Isotropic soft-core potentials with two characteristic length scales and anomalous behaviour
Pol Vilaseca, Giancarlo Franzese

TL;DR
This paper reviews isotropic soft-core potentials with two length scales, highlighting their ability to model polyamorphism and anomalies in complex liquids, resembling water's behavior despite lacking directional bonds.
Contribution
It demonstrates that isotropic soft-core potentials can reproduce polyamorphism and anomalies similar to water, expanding their applicability to various complex liquids.
Findings
Potentials exhibit structural, diffusion, and density anomalies.
Anomalies occur in a hierarchy similar to water.

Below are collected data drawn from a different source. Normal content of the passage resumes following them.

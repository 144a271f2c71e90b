//! Repository implementation for property listings.

use chrono::NaiveDateTime;
use diesel::prelude::*;

use crate::{
    domain::{
        listing::{Listing, ListingDetails, NewListing},
        types::ListingId,
    },
    models::listing::{
        Listing as DbListing, NewListing as DbNewListing, UpdateListing as DbUpdateListing,
    },
    repository::{
        DieselRepository, ListingListQuery, ListingReader, ListingWriter,
        errors::{RepositoryError, RepositoryResult},
        into_domain,
    },
};

impl ListingReader for DieselRepository {
    fn get_listing_by_id(&self, id: ListingId) -> RepositoryResult<Option<Listing>> {
        use crate::schema::ponuda;

        let mut conn = self.conn()?;
        let db_listing = ponuda::table
            .find(id.get())
            .first::<DbListing>(&mut conn)
            .optional()?;

        db_listing
            .map(|listing| Listing::try_from(listing).map_err(RepositoryError::from))
            .transpose()
    }

    fn get_listing_by_slug(&self, slug: &str) -> RepositoryResult<Option<Listing>> {
        use crate::schema::ponuda;

        let mut conn = self.conn()?;
        let db_listing = ponuda::table
            .filter(ponuda::slug.eq(slug))
            .first::<DbListing>(&mut conn)
            .optional()?;

        db_listing
            .map(|listing| Listing::try_from(listing).map_err(RepositoryError::from))
            .transpose()
    }

    fn list_listings(&self, query: ListingListQuery) -> RepositoryResult<(usize, Vec<Listing>)> {
        use crate::schema::ponuda;

        let mut conn = self.conn()?;

        let query_builder = || {
            let mut items = ponuda::table
                .filter(ponuda::is_archived.eq(query.archived))
                .into_boxed::<diesel::sqlite::Sqlite>();

            if let Some(search) = query.search.as_deref().map(str::trim).filter(|s| !s.is_empty()) {
                let pattern = format!("%{search}%");
                items = items.filter(
                    ponuda::title
                        .like(pattern.clone())
                        .or(ponuda::city.like(pattern.clone()))
                        .or(ponuda::address.like(pattern)),
                );
            }

            items
        };

        let total = query_builder().count().get_result::<i64>(&mut conn)? as usize;

        let mut items = query_builder().order(ponuda::updated_at.desc());
        if let Some(pagination) = &query.pagination {
            items = items.limit(pagination.limit()).offset(pagination.offset());
        }
        let listings = items.load::<DbListing>(&mut conn)?;

        Ok((total, into_domain(listings)?))
    }

    fn list_all_listings(&self) -> RepositoryResult<Vec<Listing>> {
        use crate::schema::ponuda;

        let mut conn = self.conn()?;
        let listings = ponuda::table
            .order(ponuda::title.asc())
            .load::<DbListing>(&mut conn)?;

        into_domain(listings)
    }
}

impl ListingWriter for DieselRepository {
    fn create_listing(&self, new_listing: &NewListing) -> RepositoryResult<Listing> {
        use crate::schema::ponuda;

        let mut conn = self.conn()?;
        let insertable: DbNewListing = new_listing.into();
        let db_listing = diesel::insert_into(ponuda::table)
            .values(&insertable)
            .get_result::<DbListing>(&mut conn)?;

        Ok(Listing::try_from(db_listing)?)
    }

    fn update_listing(
        &self,
        id: ListingId,
        details: &ListingDetails,
        updated_at: NaiveDateTime,
    ) -> RepositoryResult<Listing> {
        use crate::schema::ponuda;

        let mut conn = self.conn()?;
        let changes = DbUpdateListing::new(details, updated_at);
        let db_listing = diesel::update(ponuda::table.find(id.get()))
            .set(&changes)
            .get_result::<DbListing>(&mut conn)?;

        Ok(Listing::try_from(db_listing)?)
    }

    fn set_listing_flags(
        &self,
        id: ListingId,
        is_published: bool,
        is_archived: bool,
        updated_at: NaiveDateTime,
    ) -> RepositoryResult<Listing> {
        use crate::schema::ponuda;

        let mut conn = self.conn()?;
        let db_listing = diesel::update(ponuda::table.find(id.get()))
            .set((
                ponuda::is_published.eq(is_published),
                ponuda::is_archived.eq(is_archived),
                ponuda::updated_at.eq(updated_at),
            ))
            .get_result::<DbListing>(&mut conn)?;

        Ok(Listing::try_from(db_listing)?)
    }

    fn delete_listing(&self, id: ListingId) -> RepositoryResult<()> {
        use crate::schema::{kampanja, kupackampanja, ponuda, pozivi, webstrana_log};

        let mut conn = self.conn()?;

        conn.transaction::<(), diesel::result::Error, _>(|conn| {
            let campaign_ids = kampanja::table
                .filter(kampanja::listing_id.eq(id.get()))
                .select(kampanja::id)
                .load::<i32>(conn)?;

            diesel::delete(
                kupackampanja::table.filter(kupackampanja::campaign_id.eq_any(&campaign_ids)),
            )
            .execute(conn)?;
            diesel::delete(webstrana_log::table.filter(webstrana_log::listing_id.eq(id.get())))
                .execute(conn)?;
            diesel::update(pozivi::table.filter(pozivi::listing_id.eq(id.get())))
                .set((
                    pozivi::listing_id.eq(None::<i32>),
                    pozivi::campaign_id.eq(None::<i32>),
                ))
                .execute(conn)?;
            diesel::delete(kampanja::table.filter(kampanja::listing_id.eq(id.get())))
                .execute(conn)?;

            let deleted = diesel::delete(ponuda::table.find(id.get())).execute(conn)?;
            if deleted == 0 {
                return Err(diesel::result::Error::NotFound);
            }
            Ok(())
        })
        .map_err(RepositoryError::from)
    }
}
use actix_web::{
    App, HttpResponse,
    http::{StatusCode, header},
    test, web,
};

use nekretnine_crm::middleware::{LOGIN_PATH, RedirectUnauthorized};

#[actix_web::test]
async fn redirects_unauthorized_to_login() {
    let app = test::init_service(
        App::new()
            .wrap(RedirectUnauthorized)
            .default_service(web::to(|| async { HttpResponse::Unauthorized().finish() })),
    )
    .await;

    let req = test::TestRequest::default().uri("/listings").to_request();
    let resp = test::call_service(&app, req).await;

    assert_eq!(resp.status(), StatusCode::SEE_OTHER);
    assert_eq!(resp.headers().get(header::LOCATION).unwrap(), LOGIN_PATH);
}

#[actix_web::test]
async fn forbidden_is_not_redirected() {
    let app = test::init_service(
        App::new()
            .wrap(RedirectUnauthorized)
            .default_service(web::to(|| async { HttpResponse::Forbidden().finish() })),
    )
    .await;

    let req = test::TestRequest::default().to_request();
    let resp = test::call_service(&app, req).await;

    assert_eq!(resp.status(), StatusCode::FORBIDDEN);
}

#[actix_web::test]
async fn success_response_passes_through() {
    let app = test::init_service(
        App::new()
            .wrap(RedirectUnauthorized)
            .default_service(web::to(|| async { HttpResponse::Ok().body("ok") })),
    )
    .await;

    let req = test::TestRequest::default().to_request();
    let resp = test::call_service(&app, req).await;

    assert_eq!(resp.status(), StatusCode::OK);
    let body = test::read_body(resp).await;
    assert_eq!(body, "ok");
}
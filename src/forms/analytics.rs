use chrono::NaiveDate;
use serde::Deserialize;

use crate::analytics::period::Period;
use crate::domain::types::ListingId;
use crate::forms::{FormError, parse_optional};

#[derive(Debug, Default, Deserialize)]
/// Period and filter selection shared by the report screens and the API.
pub struct ReportQuery {
    pub period: Option<String>,
    #[serde(default)]
    pub from: String,
    #[serde(default)]
    pub to: String,
    pub listing_id: Option<i32>,
    pub event_type: Option<String>,
    pub page: Option<usize>,
}

impl ReportQuery {
    pub fn period(&self) -> Result<Period, FormError> {
        let from = parse_optional::<NaiveDate>(&self.from, "od")?;
        let to = parse_optional::<NaiveDate>(&self.to, "do")?;
        Period::parse(self.period.as_deref(), from, to).map_err(|_| FormError::InvalidField("period"))
    }

    pub fn listing_id(&self) -> Option<ListingId> {
        self.listing_id.and_then(|id| ListingId::new(id).ok())
    }

    /// Event type filter; blank means all types.
    pub fn event_type(&self) -> Option<&str> {
        self.event_type
            .as_deref()
            .map(str::trim)
            .filter(|e| !e.is_empty())
    }
}

#[cfg(test)]
mod tests {
    use super::*;
    use crate::analytics::period::PeriodPreset;

    #[test]
    fn defaults_to_thirty_days() {
        let query = ReportQuery::default();
        assert_eq!(query.period().unwrap(), Period::Preset(PeriodPreset::Last30Days));
    }

    #[test]
    fn custom_dates_win_over_preset() {
        let query = ReportQuery {
            period: Some("7d".to_string()),
            from: "2025-01-01".to_string(),
            to: "2025-01-31".to_string(),
            ..ReportQuery::default()
        };
        assert!(matches!(query.period().unwrap(), Period::Custom { .. }));
    }

    #[test]
    fn unknown_preset_or_bad_date_is_an_error() {
        let unknown = ReportQuery {
            period: Some("1y".to_string()),
            ..ReportQuery::default()
        };
        assert!(unknown.period().is_err());

        let bad_date = ReportQuery {
            from: "01.01.2025".to_string(),
            to: "2025-01-31".to_string(),
            ..ReportQuery::default()
        };
        assert!(bad_date.period().is_err());
    }

    #[test]
    fn far_future_end_date_is_rejected() {
        let query = ReportQuery {
            from: "2025-01-01".to_string(),
            to: "+262142-12-31".to_string(),
            ..ReportQuery::default()
        };
        assert!(matches!(query.period(), Err(FormError::InvalidField("period"))));
    }
}
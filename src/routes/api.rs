use actix_web::error::InternalError;
use actix_web::{HttpRequest, HttpResponse, Responder, get, post, web};

use crate::domain::web_log::UtmParams;
use crate::dto::api::ApiError;
use crate::forms::analytics::ReportQuery;
use crate::forms::listings::ListingsQuery;
use crate::forms::public::TrackEventRequest;
use crate::models::auth::AuthenticatedUser;
use crate::repository::DieselRepository;
use crate::routes::public::visit_from_request;
use crate::services::public::{self as public_service, Visit};
use crate::services::{ServiceError, api as api_service};

/// Turns malformed JSON bodies into `{error}` responses.
pub fn json_config() -> web::JsonConfig {
    web::JsonConfig::default()
        .limit(16 * 1024)
        .error_handler(|err, _req| {
            let response = HttpResponse::BadRequest().json(ApiError::new(err.to_string()));
            InternalError::from_response(err, response).into()
        })
}

fn error_response(err: ServiceError, action: &str) -> HttpResponse {
    match err {
        ServiceError::Unauthorized => HttpResponse::Unauthorized().json(ApiError::new("unauthorized")),
        ServiceError::NotFound => HttpResponse::NotFound().json(ApiError::new("not found")),
        ServiceError::Form(message) => HttpResponse::BadRequest().json(ApiError::new(message)),
        err => {
            log::error!("Failed to {action}: {err}");
            HttpResponse::InternalServerError().json(ApiError::new("internal error"))
        }
    }
}

#[get("/v1/listings")]
pub async fn api_v1_listings(
    params: web::Query<ListingsQuery>,
    user: Option<AuthenticatedUser>,
    repo: web::Data<DieselRepository>,
) -> impl Responder {
    let Some(user) = user else {
        return error_response(ServiceError::Unauthorized, "list listings");
    };

    match api_service::list_listings(repo.get_ref(), &user, params.into_inner()) {
        Ok(response) => HttpResponse::Ok().json(response),
        Err(err) => error_response(err, "list listings"),
    }
}

#[get("/v1/analytics/summary")]
pub async fn api_v1_summary(
    params: web::Query<ReportQuery>,
    user: Option<AuthenticatedUser>,
    repo: web::Data<DieselRepository>,
) -> impl Responder {
    let Some(user) = user else {
        return error_response(ServiceError::Unauthorized, "build summary");
    };

    match api_service::summary(repo.get_ref(), &user, &params) {
        Ok(summary) => HttpResponse::Ok().json(summary),
        Err(err) => error_response(err, "build summary"),
    }
}

#[post("/v1/track")]
pub async fn api_v1_track(
    req: HttpRequest,
    repo: web::Data<DieselRepository>,
    web::Json(request): web::Json<TrackEventRequest>,
) -> impl Responder {
    // The page reports its own path; this request's path is the API endpoint.
    let visit = Visit {
        path: None,
        ..visit_from_request(&req, UtmParams::default())
    };

    match public_service::track_event(repo.get_ref(), request, &visit) {
        Ok(event) => HttpResponse::Created().json(event),
        Err(err) => error_response(err, "track event"),
    }
}
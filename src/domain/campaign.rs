//! Marketing campaigns (`kampanja`) and their customer contact tracking
//! (`kupackampanja`).

use chrono::{NaiveDate, NaiveDateTime};
use serde::Serialize;

use crate::domain::types::{
    Amount, CampaignId, CampaignName, CustomerId, ListingId, SanitizedText, TypeConstraintError,
    UtmCode, string_enum,
};

string_enum! {
    /// Advertising channel a campaign runs on.
    CampaignChannel {
        Facebook => "facebook",
        Instagram => "instagram",
        Google => "google",
        Email => "email",
        Portal => "portal",
        Other => "ostalo",
    }
}

string_enum! {
    /// Progress of contacting an imported customer within a campaign.
    ContactStatus {
        New => "novi",
        Contacted => "kontaktiran",
        Interested => "zainteresiran",
        NotInterested => "nezainteresiran",
        Unreachable => "nedostupan",
    }
}

impl ContactStatus {
    /// Any status past `novi` means somebody reached out.
    pub fn is_contacted(self) -> bool {
        !matches!(self, ContactStatus::New)
    }
}

#[derive(Clone, Debug, Serialize, PartialEq)]
pub struct Campaign {
    pub id: CampaignId,
    pub listing_id: ListingId,
    pub name: CampaignName,
    pub channel: CampaignChannel,
    pub utm_campaign: UtmCode,
    pub budget: Amount,
    pub starts_on: NaiveDate,
    pub ends_on: Option<NaiveDate>,
    pub is_active: bool,
    pub created_at: NaiveDateTime,
}

impl Campaign {
    /// Campaign is active and `day` falls within its schedule.
    pub fn is_running_on(&self, day: NaiveDate) -> bool {
        self.is_active && self.starts_on <= day && self.ends_on.is_none_or(|end| day <= end)
    }
}

/// Validated date window of a campaign.
#[derive(Clone, Copy, Debug, PartialEq, Eq)]
pub struct CampaignSchedule {
    starts_on: NaiveDate,
    ends_on: Option<NaiveDate>,
}

impl CampaignSchedule {
    pub fn new(starts_on: NaiveDate, ends_on: Option<NaiveDate>) -> Result<Self, TypeConstraintError> {
        if matches!(ends_on, Some(end) if end < starts_on) {
            return Err(TypeConstraintError::InvalidValue(
                "campaign ends before it starts".to_string(),
            ));
        }
        Ok(Self { starts_on, ends_on })
    }

    pub fn starts_on(&self) -> NaiveDate {
        self.starts_on
    }

    pub fn ends_on(&self) -> Option<NaiveDate> {
        self.ends_on
    }
}

/// Editable campaign attributes shared by create and update.
#[derive(Clone, Debug, PartialEq)]
pub struct CampaignDetails {
    pub listing_id: ListingId,
    pub name: CampaignName,
    pub channel: CampaignChannel,
    pub utm_campaign: UtmCode,
    pub budget: Amount,
    pub schedule: CampaignSchedule,
}

#[derive(Clone, Debug, Serialize, PartialEq)]
pub struct CustomerCampaign {
    pub customer_id: CustomerId,
    pub campaign_id: CampaignId,
    pub status: ContactStatus,
    pub note: Option<SanitizedText>,
    pub contacted_at: Option<NaiveDateTime>,
    pub updated_at: NaiveDateTime,
}

/// Status change recorded for a customer within a campaign.
#[derive(Clone, Debug, PartialEq)]
pub struct ContactUpdate {
    pub status: ContactStatus,
    pub note: Option<SanitizedText>,
    pub contacted_at: Option<NaiveDateTime>,
}

impl ContactUpdate {
    /// Stamps `contacted_at` with `now` unless the status is still `novi`.
    pub fn new(status: ContactStatus, note: Option<SanitizedText>, now: NaiveDateTime) -> Self {
        Self {
            status,
            note,
            contacted_at: status.is_contacted().then_some(now),
        }
    }
}
use actix_web::{HttpResponse, Responder, get, post, web};
use actix_web_flash_messages::{FlashMessage, IncomingFlashMessages};
use tera::Tera;

use crate::forms::users::AddUserForm;
use crate::models::auth::AuthenticatedUser;
use crate::repository::DieselRepository;
use crate::routes::{base_context, redirect, render_template};
use crate::services::{ServiceError, users as users_service};

#[get("/users")]
pub async fn users(
    user: AuthenticatedUser,
    repo: web::Data<DieselRepository>,
    flash_messages: IncomingFlashMessages,
    tera: web::Data<Tera>,
) -> impl Responder {
    match users_service::list_users(repo.get_ref(), &user) {
        Ok(data) => {
            let mut context = base_context(&flash_messages, &user, "users");
            context.insert("users", &data.users);
            context.insert("roles", &data.roles);

            render_template(&tera, "users/index.html", &context)
        }
        Err(ServiceError::Unauthorized) => {
            FlashMessage::error("Nemate ovlasti.").send();
            redirect("/")
        }
        Err(err) => {
            log::error!("Failed to list users: {err}");
            HttpResponse::InternalServerError().finish()
        }
    }
}

#[post("/users/add")]
pub async fn add_user(
    user: AuthenticatedUser,
    repo: web::Data<DieselRepository>,
    web::Form(form): web::Form<AddUserForm>,
) -> impl Responder {
    match users_service::add_user(repo.get_ref(), &user, form) {
        Ok(_) => {
            FlashMessage::success("Korisnik dodan.").send();
            redirect("/users")
        }
        Err(ServiceError::Unauthorized) => {
            FlashMessage::error("Nemate ovlasti.").send();
            redirect("/")
        }
        Err(ServiceError::Form(message)) => {
            FlashMessage::error(message).send();
            redirect("/users")
        }
        Err(err) => {
            log::error!("Failed to add user: {err}");
            FlashMessage::error("Greška pri dodavanju korisnika.").send();
            redirect("/users")
        }
    }
}

#[post("/users/{user_id}/toggle")]
pub async fn toggle_user(
    user_id: web::Path<i32>,
    user: AuthenticatedUser,
    repo: web::Data<DieselRepository>,
) -> impl Responder {
    match users_service::toggle_user_active(repo.get_ref(), &user, user_id.into_inner()) {
        Ok(updated) => {
            let message = if updated.is_active {
                "Korisnik aktiviran."
            } else {
                "Korisnik deaktiviran."
            };
            FlashMessage::success(message).send();
            redirect("/users")
        }
        Err(ServiceError::Unauthorized) => {
            FlashMessage::error("Nemate ovlasti.").send();
            redirect("/")
        }
        Err(ServiceError::Form(message)) => {
            FlashMessage::error(message).send();
            redirect("/users")
        }
        Err(ServiceError::NotFound) => {
            FlashMessage::error("Korisnik nije pronađen.").send();
            redirect("/users")
        }
        Err(err) => {
            log::error!("Failed to toggle user: {err}");
            FlashMessage::error("Greška pri promjeni korisnika.").send();
            redirect("/users")
        }
    }
}
//! Repository implementation for campaigns and customer contact tracking.

use chrono::NaiveDateTime;
use diesel::prelude::*;

use crate::{
    domain::{
        campaign::{Campaign, CampaignDetails, ContactUpdate, CustomerCampaign},
        customer::Customer,
        types::{CampaignId, CustomerId, ListingId},
    },
    models::{
        campaign::{
            Campaign as DbCampaign, CampaignChanges as DbCampaignChanges,
            CustomerCampaign as DbCustomerCampaign, NewCustomerCampaign as DbNewCustomerCampaign,
            UpdateCustomerCampaign as DbUpdateCustomerCampaign,
        },
        customer::Customer as DbCustomer,
    },
    repository::{
        CampaignReader, CampaignWriter, DieselRepository,
        errors::{RepositoryError, RepositoryResult},
        into_domain,
    },
};

impl CampaignReader for DieselRepository {
    fn get_campaign_by_id(&self, id: CampaignId) -> RepositoryResult<Option<Campaign>> {
        use crate::schema::kampanja;

        let mut conn = self.conn()?;
        let db_campaign = kampanja::table
            .find(id.get())
            .first::<DbCampaign>(&mut conn)
            .optional()?;

        db_campaign
            .map(|campaign| Campaign::try_from(campaign).map_err(RepositoryError::from))
            .transpose()
    }

    fn get_campaign_by_utm(&self, utm_campaign: &str) -> RepositoryResult<Option<Campaign>> {
        use crate::schema::kampanja;

        let mut conn = self.conn()?;
        let db_campaign = kampanja::table
            .filter(kampanja::utm_campaign.eq(utm_campaign))
            .first::<DbCampaign>(&mut conn)
            .optional()?;

        db_campaign
            .map(|campaign| Campaign::try_from(campaign).map_err(RepositoryError::from))
            .transpose()
    }

    fn list_campaigns(&self, listing_id: Option<ListingId>) -> RepositoryResult<Vec<Campaign>> {
        use crate::schema::kampanja;

        let mut conn = self.conn()?;
        let mut items = kampanja::table.into_boxed::<diesel::sqlite::Sqlite>();
        if let Some(listing_id) = listing_id {
            items = items.filter(kampanja::listing_id.eq(listing_id.get()));
        }
        let campaigns = items
            .order((kampanja::starts_on.desc(), kampanja::id.desc()))
            .load::<DbCampaign>(&mut conn)?;

        into_domain(campaigns)
    }

    fn list_campaign_contacts(
        &self,
        campaign_id: CampaignId,
    ) -> RepositoryResult<Vec<(CustomerCampaign, Customer)>> {
        use crate::schema::{kupacimport, kupackampanja};

        let mut conn = self.conn()?;
        let rows = kupackampanja::table
            .inner_join(kupacimport::table)
            .filter(kupackampanja::campaign_id.eq(campaign_id.get()))
            .order((kupacimport::first_name.asc(), kupacimport::last_name.asc()))
            .select((DbCustomerCampaign::as_select(), DbCustomer::as_select()))
            .load::<(DbCustomerCampaign, DbCustomer)>(&mut conn)?;

        rows.into_iter()
            .map(|(contact, customer)| -> RepositoryResult<_> {
                Ok((
                    CustomerCampaign::try_from(contact)?,
                    Customer::try_from(customer)?,
                ))
            })
            .collect()
    }

    fn list_all_contacts(&self) -> RepositoryResult<Vec<CustomerCampaign>> {
        use crate::schema::kupackampanja;

        let mut conn = self.conn()?;
        let contacts = kupackampanja::table.load::<DbCustomerCampaign>(&mut conn)?;

        into_domain(contacts)
    }
}

impl CampaignWriter for DieselRepository {
    fn create_campaign(&self, details: &CampaignDetails) -> RepositoryResult<Campaign> {
        use crate::schema::kampanja;

        let mut conn = self.conn()?;
        let insertable: DbCampaignChanges = details.into();
        let db_campaign = diesel::insert_into(kampanja::table)
            .values(&insertable)
            .get_result::<DbCampaign>(&mut conn)?;

        Ok(Campaign::try_from(db_campaign)?)
    }

    fn update_campaign(
        &self,
        id: CampaignId,
        details: &CampaignDetails,
    ) -> RepositoryResult<Campaign> {
        use crate::schema::kampanja;

        let mut conn = self.conn()?;
        let changes: DbCampaignChanges = details.into();
        let db_campaign = diesel::update(kampanja::table.find(id.get()))
            .set(&changes)
            .get_result::<DbCampaign>(&mut conn)?;

        Ok(Campaign::try_from(db_campaign)?)
    }

    fn set_campaign_active(&self, id: CampaignId, is_active: bool) -> RepositoryResult<Campaign> {
        use crate::schema::kampanja;

        let mut conn = self.conn()?;
        let db_campaign = diesel::update(kampanja::table.find(id.get()))
            .set(kampanja::is_active.eq(is_active))
            .get_result::<DbCampaign>(&mut conn)?;

        Ok(Campaign::try_from(db_campaign)?)
    }

    fn delete_campaign(&self, id: CampaignId) -> RepositoryResult<()> {
        use crate::schema::{kampanja, kupackampanja, pozivi, webstrana_log};

        let mut conn = self.conn()?;

        conn.transaction::<(), diesel::result::Error, _>(|conn| {
            diesel::delete(kupackampanja::table.filter(kupackampanja::campaign_id.eq(id.get())))
                .execute(conn)?;
            diesel::update(webstrana_log::table.filter(webstrana_log::campaign_id.eq(id.get())))
                .set(webstrana_log::campaign_id.eq(None::<i32>))
                .execute(conn)?;
            diesel::update(pozivi::table.filter(pozivi::campaign_id.eq(id.get())))
                .set(pozivi::campaign_id.eq(None::<i32>))
                .execute(conn)?;

            let deleted = diesel::delete(kampanja::table.find(id.get())).execute(conn)?;
            if deleted == 0 {
                return Err(diesel::result::Error::NotFound);
            }
            Ok(())
        })
        .map_err(RepositoryError::from)
    }

    fn assign_customers(
        &self,
        campaign_id: CampaignId,
        customer_ids: &[CustomerId],
        now: NaiveDateTime,
    ) -> RepositoryResult<usize> {
        use crate::schema::kupackampanja;

        if customer_ids.is_empty() {
            return Ok(0);
        }

        let mut conn = self.conn()?;
        let rows = customer_ids
            .iter()
            .map(|customer_id| DbNewCustomerCampaign {
                customer_id: customer_id.get(),
                campaign_id: campaign_id.get(),
                updated_at: now,
            })
            .collect::<Vec<_>>();

        let inserted = diesel::insert_or_ignore_into(kupackampanja::table)
            .values(&rows)
            .execute(&mut conn)?;

        Ok(inserted)
    }

    fn update_contact(
        &self,
        campaign_id: CampaignId,
        customer_id: CustomerId,
        update: &ContactUpdate,
        now: NaiveDateTime,
    ) -> RepositoryResult<CustomerCampaign> {
        use crate::schema::kupackampanja;

        let mut conn = self.conn()?;
        let changes = DbUpdateCustomerCampaign::new(update, now);
        let row = diesel::update(
            kupackampanja::table.find((customer_id.get(), campaign_id.get())),
        )
        .set(&changes)
        .get_result::<DbCustomerCampaign>(&mut conn)?;

        Ok(CustomerCampaign::try_from(row)?)
    }
}
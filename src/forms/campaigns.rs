use chrono::NaiveDate;
use serde::Deserialize;
use validator::Validate;

use crate::domain::campaign::{CampaignDetails, CampaignSchedule, ContactStatus};
use crate::domain::types::{
    Amount, CampaignId, CampaignName, CustomerId, ListingId, SanitizedText, UtmCode,
};
use crate::forms::{FormError, optional_text, parse_optional};

#[derive(Deserialize, Validate)]
/// Create/edit form of a campaign.
pub struct CampaignForm {
    pub listing_id: i32,
    #[validate(length(min = 1, max = 200))]
    pub name: String,
    pub channel: String,
    /// Tracking code; derived from the name when left blank.
    #[serde(default)]
    #[validate(length(max = 100))]
    pub utm_campaign: String,
    #[serde(default)]
    pub budget: String,
    pub starts_on: String,
    #[serde(default)]
    pub ends_on: String,
}

impl TryFrom<&CampaignForm> for CampaignDetails {
    type Error = FormError;

    fn try_from(form: &CampaignForm) -> Result<Self, Self::Error> {
        form.validate()?;

        let name = CampaignName::new(form.name.as_str()).map_err(FormError::for_field("naziv"))?;
        let utm_source = optional_text(&form.utm_campaign).unwrap_or(name.as_str());
        let utm_campaign = UtmCode::new(utm_source).map_err(FormError::for_field("UTM kod"))?;

        let budget = parse_optional::<f64>(&form.budget.replace(',', "."), "budžet")?
            .unwrap_or_default();
        let starts_on = parse_optional::<NaiveDate>(&form.starts_on, "početak")?
            .ok_or(FormError::Required("početak"))?;
        let ends_on = parse_optional::<NaiveDate>(&form.ends_on, "završetak")?;

        Ok(CampaignDetails {
            listing_id: ListingId::new(form.listing_id).map_err(FormError::for_field("ponuda"))?,
            name,
            channel: form.channel.parse().map_err(FormError::for_field("kanal"))?,
            utm_campaign,
            budget: Amount::new(budget).map_err(FormError::for_field("budžet"))?,
            schedule: CampaignSchedule::new(starts_on, ends_on)
                .map_err(|_| FormError::InvalidSchedule)?,
        })
    }
}

#[derive(Debug, Deserialize)]
/// Customers ticked in the assignment table. Parsed with `serde_html_form`
/// because the checkbox name repeats.
pub struct AssignCustomersForm {
    #[serde(default)]
    pub customer_ids: Vec<i32>,
}

impl AssignCustomersForm {
    pub fn customer_ids(&self) -> Result<Vec<CustomerId>, FormError> {
        let mut ids = self
            .customer_ids
            .iter()
            .map(|id| CustomerId::new(*id).map_err(|_| FormError::InvalidField("kupac")))
            .collect::<Result<Vec<_>, _>>()?;
        ids.sort();
        ids.dedup();
        Ok(ids)
    }
}

#[derive(Deserialize, Validate)]
/// Contact progress of one customer within a campaign.
pub struct ContactStatusForm {
    pub customer_id: i32,
    pub status: String,
    #[serde(default)]
    #[validate(length(max = 2000))]
    pub note: String,
}

/// Validated [`ContactStatusForm`].
pub struct ContactStatusPayload {
    pub customer_id: CustomerId,
    pub status: ContactStatus,
    pub note: Option<SanitizedText>,
}

impl TryFrom<ContactStatusForm> for ContactStatusPayload {
    type Error = FormError;

    fn try_from(form: ContactStatusForm) -> Result<Self, Self::Error> {
        form.validate()?;
        Ok(Self {
            customer_id: CustomerId::new(form.customer_id)
                .map_err(|_| FormError::InvalidField("kupac"))?,
            status: form.status.parse().map_err(FormError::for_field("status"))?,
            note: SanitizedText::non_empty(form.note),
        })
    }
}

#[derive(Debug, Default, Deserialize)]
pub struct CampaignsQuery {
    pub listing_id: Option<i32>,
}

impl CampaignsQuery {
    pub fn listing_id(&self) -> Option<ListingId> {
        self.listing_id.and_then(|id| ListingId::new(id).ok())
    }
}

/// Campaign id taken from the URL path.
pub fn campaign_id(raw: i32) -> Result<CampaignId, FormError> {
    CampaignId::new(raw).map_err(|_| FormError::InvalidField("kampanja"))
}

Applications to colloids, proteins, and metals are promising.
Abstract
Isotropic soft-core potentials with two characteristic length scales have been used since 40 years to describe systems with polymorphism. In the recent years intense research is showing that these potentials also display polyamorphism and several anomalies, including structural, diffusion and density anomaly. These anomalies occur in a hierarchy that resembles the anomalies of water. However, the absence of directional bonding in these isotropic potentials makes them different from water. Other systems, such as colloidal suspensions, protein solutions or liquid metals, can be well described by these family of potentials, opening the possibility of studying the mechanism generating the polyamorphism and anomalies in these complex liquids.